═══ MATERIAL PROVIDED

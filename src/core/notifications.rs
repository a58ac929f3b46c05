//! Counts of things waiting for someone's attention.

use crate::{
    entities::{
        Product, ProductionOrder, ProductionOrderStatus, SalesOrder, SalesOrderStatus, product,
        production_order, sales_order,
    },
    errors::Result,
};
use sea_orm::{prelude::*, sea_query::Expr};
use serde::Serialize;

#[derive(Debug, Clone, Copy, Default, PartialEq, Eq, Serialize)]
pub struct NotificationSummary {
    /// Active products at or below their minimum stock
    pub low_stock_count: u64,
    /// Sales orders still in QUOTE
    pub pending_quotes_count: u64,
    /// Production orders not yet started
    pub pending_production_count: u64,
}

pub async fn summary<C>(db: &C) -> Result<NotificationSummary>
where
    C: ConnectionTrait,
{
    let low_stock_count = Product::find()
        .filter(product::Column::IsActive.eq(true))
        .filter(Expr::col(product::Column::CurrentStock).lte(Expr::col(product::Column::MinStock)))
        .count(db)
        .await?;
    let pending_quotes_count = SalesOrder::find()
        .filter(sales_order::Column::Status.eq(SalesOrderStatus::Quote))
        .count(db)
        .await?;
    let pending_production_count = ProductionOrder::find()
        .filter(production_order::Column::Status.eq(ProductionOrderStatus::Pending))
        .count(db)
        .await?;

    Ok(NotificationSummary {
        low_stock_count,
        pending_quotes_count,
        pending_production_count,
    })
}

#[cfg(test)]
mod tests {
    use super::*;
    use crate::core::sales;
    use crate::test_utils::*;
    use rust_decimal_macros::dec;

    #[tokio::test]
    async fn test_summary_counts() -> Result<()> {
        let db = setup_test_db().await?;
        assert_eq!(summary(&db).await?, NotificationSummary::default());

        let client = create_test_client(&db, "N-CL", dec!(1000)).await?;
        // min stock 5: low until restocked
        let resin = create_stocked_product(&db, "N-RESIN", dec!(8)).await?;
        create_test_product(&db, "N-FILM").await?;
        let quote = create_test_sales_order(&db, client.id, resin.id, dec!(1), dec!(10)).await?;
        create_test_sales_order(&db, client.id, resin.id, dec!(1), dec!(10)).await?;
        sales::update_order_status(&db, quote.id, SalesOrderStatus::Confirmed).await?;
        create_test_production_order(&db, resin.id, dec!(5)).await?;

        let counts = summary(&db).await?;
        assert_eq!(counts.low_stock_count, 1);
        assert_eq!(counts.pending_quotes_count, 1);
        assert_eq!(counts.pending_production_count, 1);
        Ok(())
    }
}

══════

Copy out each line of the data that has the word "find" in it.

    let low_stock_count = Product::find()
    let pending_quotes_count = SalesOrder::find()
    let pending_production_count = ProductionOrder::find()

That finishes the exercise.